For the last six years, Workforce Language Services has provided translation services in over 50 languages for clients of all sizes and industries. We pride ourselves on our quality services and the trust our clients place in us. But we also pride ourselves on the relationships we foster with our translators across the world. Since 2006, 83 translators we’ve worked with have left feedback on our profile on proz.com – all 5 out of 5 based on our excellent communication and speedy payment.
We recently completed a large multilingual translation project involving 50 translators. Unfortunately, we were made aware that one of the translators we hired to proofread a small Korean portion of the project has been in the scamming business for years now in Tianjin China. Here’s how it works:
- He presents himself as a qualified translator/proofreader in response to a project bid and is hired by the client (in this case, my company).
- He then falsely presents himself as a project manager for a legitimate translation agency (using a fake email address) and hires translators to complete the work.
- He delivers the translation (or in this case, the proofread files), his client pays him, and he keeps the money – never paying the translators he hired.
- When his translators contact the translation agency they think they’re working for regarding compensation, the agency, rightfully so, denies knowing anything about the project, and the translator is out hundreds or thousands of dollars.
Click here for just one example of this clever (and unfortunately successful) scam, but rest assured that there are many, many more that he can take credit for – all under various aliases and companies that have since been banned for proz.com and other translation community sites.
We initiated a wire transfer to his bank in China before we understood the extent of his fraud, but his bank returned the funds to us due to other suspicious activity associated with his account. Now, given that the translators that actually proofread the documents have come forward, we’ve decided to pay them directly rather than reward this man for his deceit. Last week he sent a list of the many ways he would smear my company and coworkers online if we didn’t pay him, and to further intimidate us even included our photos from our linkedin profiles. As of last night, his smear campaign has begun. At the time of this post, he has sent an email with the subject “An American transalation (sic) agency “Workforce Language Services” is a cheating company” to some 60 translation agencies, in which he attempts to gain sympathy by referencing his tireless efforts to provide for his young motherless daughter and aging parents.
He has said that he will stop smearing me if we pay him:
I worked for WLS and WLS should pay me! If they don’t pay me, I will ruin their business. If they pay me, I will stop, it is simply.
Not surprisingly, as of today, his company’s website has disappeared, but thankfully, we have domain registry records. We have hired a lawyer, and in an effort to protect/defend our reputation – as well as to protect others from falling for this scam – I wanted to share this information.

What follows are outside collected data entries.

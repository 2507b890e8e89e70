/// Signature cache for deduplication and correlation
pub mod correlator;

/// Levenshtein and word-overlap similarity
pub mod similarity;

pub use correlator::{CorrelationOutcome, Correlator, CorrelatorStats};
//! Pipeline counters and latency tracking
//!
//! Every stage of the pipeline bumps a counter here; the pipeline logs a snapshot
//! after each cycle so operators can follow throughput and failure rates.

use log::{info, warn};
use serde::Serialize;
use std::collections::VecDeque;
use std::sync::atomic::{AtomicU64, Ordering};
use std::sync::{Arc, Mutex};
use std::time::{Duration, Instant};

const MAX_LATENCY_SAMPLES: usize = 100;

/// Shared counters for one pipeline
#[derive(Debug, Default)]
pub struct PipelineStats {
    events_collected: AtomicU64,
    collect_errors: AtomicU64,
    duplicates: AtomicU64,
    ai_errors: AtomicU64,
    index_errors: AtomicU64,
    alerts_sent: AtomicU64,
    alert_failures: AtomicU64,
    cell_trace_events: AtomicU64,
    analysis_latencies: Mutex<VecDeque<Duration>>,
}

/// Point-in-time copy of [`PipelineStats`]
#[derive(Debug, Clone, Default, PartialEq, Serialize)]
pub struct StatsSnapshot {
    pub events_collected: u64,
    pub collect_errors: u64,
    pub duplicates: u64,
    pub ai_errors: u64,
    pub index_errors: u64,
    pub alerts_sent: u64,
    pub alert_failures: u64,
    pub cell_trace_events: u64,
    /// Average over the most recent analyses, in milliseconds
    pub avg_ai_latency_ms: f64,
    /// Resident memory in bytes, 0 when it cannot be determined
    pub memory_usage_bytes: u64,
}

impl PipelineStats {
    pub fn new() -> Self {
        Self::default()
    }

    pub fn record_events_collected(&self, count: u64) {
        self.events_collected.fetch_add(count, Ordering::Relaxed);
    }

    pub fn record_collect_errors(&self, count: u64) {
        self.collect_errors.fetch_add(count, Ordering::Relaxed);
    }

    pub fn record_duplicate(&self) {
        self.duplicates.fetch_add(1, Ordering::Relaxed);
    }

    pub fn record_ai_error(&self) {
        self.ai_errors.fetch_add(1, Ordering::Relaxed);
    }

    pub fn record_index_error(&self) {
        self.index_errors.fetch_add(1, Ordering::Relaxed);
    }

    pub fn record_alert_result(&self, success: bool) {
        if success {
            self.alerts_sent.fetch_add(1, Ordering::Relaxed);
        } else {
            self.alert_failures.fetch_add(1, Ordering::Relaxed);
        }
    }

    pub fn record_cell_trace(&self) {
        self.cell_trace_events.fetch_add(1, Ordering::Relaxed);
    }

    /// Record the latency of one analysis, keeping the most recent samples only
    pub fn record_ai_latency(&self, duration: Duration) {
        let mut latencies = self
            .analysis_latencies
            .lock()
            .unwrap_or_else(|e| e.into_inner());
        latencies.push_back(duration);
        while latencies.len() > MAX_LATENCY_SAMPLES {
            latencies.pop_front();
        }
    }

    fn avg_ai_latency_ms(&self) -> f64 {
        let latencies = self
            .analysis_latencies
            .lock()
            .unwrap_or_else(|e| e.into_inner());
        if latencies.is_empty() {
            return 0.0;
        }
        let total_ms: f64 = latencies.iter().map(|d| d.as_millis() as f64).sum();
        total_ms / latencies.len() as f64
    }

    pub fn snapshot(&self) -> StatsSnapshot {
        StatsSnapshot {
            events_collected: self.events_collected.load(Ordering::Relaxed),
            collect_errors: self.collect_errors.load(Ordering::Relaxed),
            duplicates: self.duplicates.load(Ordering::Relaxed),
            ai_errors: self.ai_errors.load(Ordering::Relaxed),
            index_errors: self.index_errors.load(Ordering::Relaxed),
            alerts_sent: self.alerts_sent.load(Ordering::Relaxed),
            alert_failures: self.alert_failures.load(Ordering::Relaxed),
            cell_trace_events: self.cell_trace_events.load(Ordering::Relaxed),
            avg_ai_latency_ms: self.avg_ai_latency_ms(),
            memory_usage_bytes: memory_usage(),
        }
    }

    /// Log a snapshot, warning about unhealthy values
    pub fn log_snapshot(&self) -> StatsSnapshot {
        let snapshot = self.snapshot();
        info!(
            "Pipeline stats: collected={}, collect_errors={}, duplicates={}, ai_errors={}, \
             index_errors={}, alerts_sent={}, alert_failures={}, cell_trace={}, \
             ai_latency={:.1}ms, memory={}MB",
            snapshot.events_collected,
            snapshot.collect_errors,
            snapshot.duplicates,
            snapshot.ai_errors,
            snapshot.index_errors,
            snapshot.alerts_sent,
            snapshot.alert_failures,
            snapshot.cell_trace_events,
            snapshot.avg_ai_latency_ms,
            snapshot.memory_usage_bytes / 1024 / 1024
        );

        if snapshot.avg_ai_latency_ms > 30_000.0 {
            warn!(
                "High AI analysis latency detected: {:.1}ms",
                snapshot.avg_ai_latency_ms
            );
        }
        let attempts = snapshot.alerts_sent + snapshot.alert_failures;
        if attempts > 0 && snapshot.alert_failures * 10 > attempts {
            warn!(
                "Alert delivery failing: {} of {} attempts",
                snapshot.alert_failures, attempts
            );
        }

        snapshot
    }
}

/// Current resident memory of the process
fn memory_usage() -> u64 {
    #[cfg(target_os = "linux")]
    {
        if let Ok(status) = std::fs::read_to_string("/proc/self/status") {
            for line in status.lines() {
                if let Some(rest) = line.strip_prefix("VmRSS:") {
                    if let Some(kb) = rest.split_whitespace().next().and_then(|v| v.parse::<u64>().ok()) {
                        return kb * 1024;
                    }
                }
            }
        }
    }

    0
}

/// Measures one analysis and records its latency when finished
pub struct AnalysisTimer {
    start_time: Instant,
    stats: Arc<PipelineStats>,
}

impl AnalysisTimer {
    pub fn start(stats: Arc<PipelineStats>) -> Self {
        Self {
            start_time: Instant::now(),
            stats,
        }
    }

    pub fn finish(self) {
        self.stats.record_ai_latency(self.start_time.elapsed());
    }
}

I hope that the feedback from 83 independent translators will speak more loudly than the lies of one man, and I apologize for anyone that has to waste another minute or dollar in the face of such unethical actions.

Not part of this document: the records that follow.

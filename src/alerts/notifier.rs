use crate::alerts::alert_cache::AggregatedAlert;
use crate::error::AlertError;
use crate::events::Timestamp;
use log::info;
use reqwest::Client;
use serde::{Deserialize, Serialize};
use std::future::Future;
use std::pin::Pin;
use std::time::Duration;

/// Outbound channel for alert messages
pub trait Notifier: Send + Sync {
    /// Short channel name used in logs
    fn name(&self) -> &str;

    /// Deliver one markdown message
    fn send<'a>(
        &'a self,
        markdown: &'a str,
    ) -> Pin<Box<dyn Future<Output = Result<(), AlertError>> + Send + 'a>>;
}

/// Render an aggregated alert as a markdown message
pub fn format_alert_message(alert: &AggregatedAlert, now: Timestamp) -> String {
    let mut message = String::from("### Log anomaly alert\n");
    message.push_str(&format!("> Time: {}\n", now.format("%Y-%m-%d %H:%M:%S")));
    message.push_str(&format!("> Host: {}\n", alert.host));
    message.push_str(&format!("> File: {}\n", alert.file_path));
    message.push_str(&format!(
        "> Severity: {}/10, occurrences: {}\n",
        alert.max_severity, alert.count
    ));
    if alert.is_cell_trace {
        message.push_str("> Class: cell trace\n");
    }

    message.push_str(&format!("\n**Log content:**\n```\n{}\n```\n", alert.content));

    if !alert.context_lines.is_empty() {
        message.push_str(&format!(
            "\n**Context:**\n```\n{}\n```\n",
            alert.context_lines.join("\n")
        ));
    }

    if !alert.analysis.is_empty() {
        message.push_str(&format!("\n**Analysis:**\n\n{}\n", alert.analysis));
    }

    message
}

#[derive(Debug, Serialize)]
struct WeChatMessage<'a> {
    msgtype: &'static str,
    markdown: WeChatMarkdown<'a>,
}

#[derive(Debug, Serialize)]
struct WeChatMarkdown<'a> {
    content: &'a str,
}

#[derive(Debug, Serialize)]
struct DingTalkMessage<'a> {
    msgtype: &'static str,
    markdown: DingTalkMarkdown<'a>,
}

#[derive(Debug, Serialize)]
struct DingTalkMarkdown<'a> {
    title: &'a str,
    text: &'a str,
}

/// Reply body shared by the WeChat and DingTalk webhooks
#[derive(Debug, Deserialize)]
struct WebhookReply {
    errcode: i64,
    #[serde(default)]
    errmsg: String,
}

fn webhook_client() -> Client {
    Client::builder()
        .timeout(Duration::from_secs(10))
        .build()
        .unwrap_or_default()
}

async fn post_webhook<T: Serialize + Sync>(
    client: &Client,
    webhook: &str,
    payload: &T,
) -> Result<(), AlertError> {
    let response = client.post(webhook).json(payload).send().await?;

    if !response.status().is_success() {
        let status = response.status();
        let body = response.text().await.unwrap_or_default();
        return Err(AlertError::NotificationFailed(format!(
            "webhook returned {}: {}",
            status, body
        )));
    }

    let reply: WebhookReply = response.json().await.map_err(|e| {
        AlertError::NotificationFailed(format!("unreadable webhook reply: {}", e))
    })?;
    check_reply(reply)
}

fn check_reply(reply: WebhookReply) -> Result<(), AlertError> {
    if reply.errcode != 0 {
        return Err(AlertError::Rejected {
            code: reply.errcode,
            message: reply.errmsg,
        });
    }
    Ok(())
}

/// WeCom (WeChat Work) group robot
pub struct WeChatNotifier {
    client: Client,
    webhook: String,
}

impl WeChatNotifier {
    pub fn new(webhook: String) -> Self {
        Self {
            client: webhook_client(),
            webhook,
        }
    }
}

impl Notifier for WeChatNotifier {
    fn name(&self) -> &str {
        "wechat"
    }

    fn send<'a>(
        &'a self,
        markdown: &'a str,
    ) -> Pin<Box<dyn Future<Output = Result<(), AlertError>> + Send + 'a>> {
        Box::pin(async move {
            let payload = WeChatMessage {
                msgtype: "markdown",
                markdown: WeChatMarkdown { content: markdown },
            };
            post_webhook(&self.client, &self.webhook, &payload).await
        })
    }
}

/// DingTalk group robot
pub struct DingTalkNotifier {
    client: Client,
    webhook: String,
}

impl DingTalkNotifier {
    pub fn new(webhook: String) -> Self {
        Self {
            client: webhook_client(),
            webhook,
        }
    }
}

impl Notifier for DingTalkNotifier {
    fn name(&self) -> &str {
        "dingtalk"
    }

    fn send<'a>(
        &'a self,
        markdown: &'a str,
    ) -> Pin<Box<dyn Future<Output = Result<(), AlertError>> + Send + 'a>> {
        Box::pin(async move {
            let payload = DingTalkMessage {
                msgtype: "markdown",
                markdown: DingTalkMarkdown {
                    title: "Log anomaly alert",
                    text: markdown,
                },
            };
            post_webhook(&self.client, &self.webhook, &payload).await
        })
    }
}

/// Writes alerts to the application log instead of a remote channel
#[derive(Debug, Default)]
pub struct LogNotifier;

impl Notifier for LogNotifier {
    fn name(&self) -> &str {
        "log"
    }

    fn send<'a>(
        &'a self,
        markdown: &'a str,
    ) -> Pin<Box<dyn Future<Output = Result<(), AlertError>> + Send + 'a>> {
        Box::pin(async move {
            info!("ALERT\n{}", markdown);
            Ok(())
        })
    }
}

#[cfg(test)]
mod tests {
    use super::*;
    use chrono::{TimeZone, Utc};

    fn alert() -> AggregatedAlert {
        let t = Utc.with_ymd_and_hms(2024, 6, 1, 8, 30, 0).unwrap();
        AggregatedAlert {
            key: "web-01-server.log-abc".to_string(),
            event_id: "evt-1".to_string(),
            host: "web-01".to_string(),
            max_severity: 9,
            count: 4,
            cumulative_severity: 30,
            first_seen: t,
            last_seen: t,
            last_sent_at: Some(t),
            content: "FATAL database unreachable".to_string(),
            analysis: "Check the connection pool".to_string(),
            is_cell_trace: false,
            file_path: "/var/log/app/server.log".to_string(),
            context_lines: vec!["retrying".to_string()],
        }
    }

    #[test]
    fn test_format_alert_message() {
        let now = Utc.with_ymd_and_hms(2024, 6, 1, 9, 0, 0).unwrap();
        let message = format_alert_message(&alert(), now);

        assert!(message.starts_with("### Log anomaly alert"));
        assert!(message.contains("> Time: 2024-06-01 09:00:00"));
        assert!(message.contains("> Severity: 9/10, occurrences: 4"));
        assert!(message.contains("FATAL database unreachable"));
        assert!(message.contains("retrying"));
        assert!(message.contains("Check the connection pool"));
        assert!(!message.contains("cell trace"));
    }

    #[test]
    fn test_format_omits_empty_sections() {
        let mut a = alert();
        a.analysis.clear();
        a.context_lines.clear();
        a.is_cell_trace = true;
        let message = format_alert_message(&a, Utc::now());

        assert!(!message.contains("**Analysis:**"));
        assert!(!message.contains("**Context:**"));
        assert!(message.contains("> Class: cell trace"));
    }

    #[test]
    fn test_wechat_payload_shape() {
        let payload = WeChatMessage {
            msgtype: "markdown",
            markdown: WeChatMarkdown { content: "hello" },
        };
        let json = serde_json::to_value(&payload).unwrap();
        assert_eq!(json["msgtype"], "markdown");
        assert_eq!(json["markdown"]["content"], "hello");
    }

    #[test]
    fn test_dingtalk_payload_shape() {
        let payload = DingTalkMessage {
            msgtype: "markdown",
            markdown: DingTalkMarkdown {
                title: "t",
                text: "body",
            },
        };
        let json = serde_json::to_value(&payload).unwrap();
        assert_eq!(json["markdown"]["text"], "body");
    }

    #[test]
    fn test_reply_check() {
        let ok: WebhookReply = serde_json::from_str(r#"{"errcode":0,"errmsg":"ok"}"#).unwrap();
        assert!(check_reply(ok).is_ok());

        let bad: WebhookReply =
            serde_json::from_str(r#"{"errcode":93000,"errmsg":"invalid webhook url"}"#).unwrap();
        match check_reply(bad) {
            Err(AlertError::Rejected { code, message }) => {
                assert_eq!(code, 93000);
                assert_eq!(message, "invalid webhook url");
            }
            other => panic!("unexpected result: {:?}", other),
        }
    }

    #[tokio::test]
    async fn test_log_notifier_always_succeeds() {
        let notifier = LogNotifier;
        assert_eq!(notifier.name(), "log");
        assert!(notifier.send("### hi").await.is_ok());
    }
}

-Jill K. Bishop, PhD – Founder & President of Workforce Language Services
The scam artist claims to have sent the email to some 500 American translation agencies, as well as my former employers (he cc’d us on many of them – but we’ve lost count). He blasted all of our company email addresses with multiple 9MB attachments to clog up our server. He claims to have contacted our client and has stated that he will continue sharing our contact information, as well as our personal photos, with more companies. He closed his final email to our lawyer with the following words:
Finally, If Jill has parents, I hope they have cancer soon. If Jill has a husband, I hope he has cancer soon. If Jill has a child, I hope the child has cancer soon.
We are in contact with the proofreaders who worked on this project, and we will be processing payment to them this week.

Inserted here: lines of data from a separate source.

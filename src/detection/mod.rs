/// Keyword, weight and special-pattern tables
pub mod rules;
pub mod classifier;

/// Event identifiers and content normalization
pub mod identity;

pub use classifier::{Classification, Classifier};
pub use identity::{content_hash, normalize_content, sha256_hex, IdentityResolver};
pub use rules::{PatternClass, RuleSet, TriggerKind};
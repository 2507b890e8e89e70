/// Search index records and writers
pub mod client;
pub mod record;

pub use client::{ElasticsearchIndexer, Indexer};
pub use record::IndexRecord;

If anyone has questions about this, please feel free to contact me directly: jill(at)workforcelang.com.
He’s sending fewer emails than before but still sending them – now to universities my project managers and I attended and special interest groups we are associated with – with subjects like “Please note Jill Kushner Bishop, PhD from Workforce Language Services is a Scam Artist” or comments about a project manager including “please keep away from the cheating bitch”. And always closing with his night and day struggle to feed his family (recall his multiple cancer wishes for mine)…
In a further breach of ethics, he’s begun sending emails around, purportedly to other healthcare companies, with the subject “Free Healthcare educational materials”. He writes:
After discussed with our lawyer, we decided to distribute the materials to Internet and send the materials to other companies, you can use it freely for any purposes :-)
I’ve now spent just about as much in legal fees as I would have had I decided to pay him, not to mention significant lost productivity, and we will also be paying the two editors that completed the work. I still stand by my decision to withhold payment to him and not reward him for his continued scam and complete lack of ethics, and I am continuing to share information regarding his background and the way he works to help prevent agencies and freelancers from falling into his trap.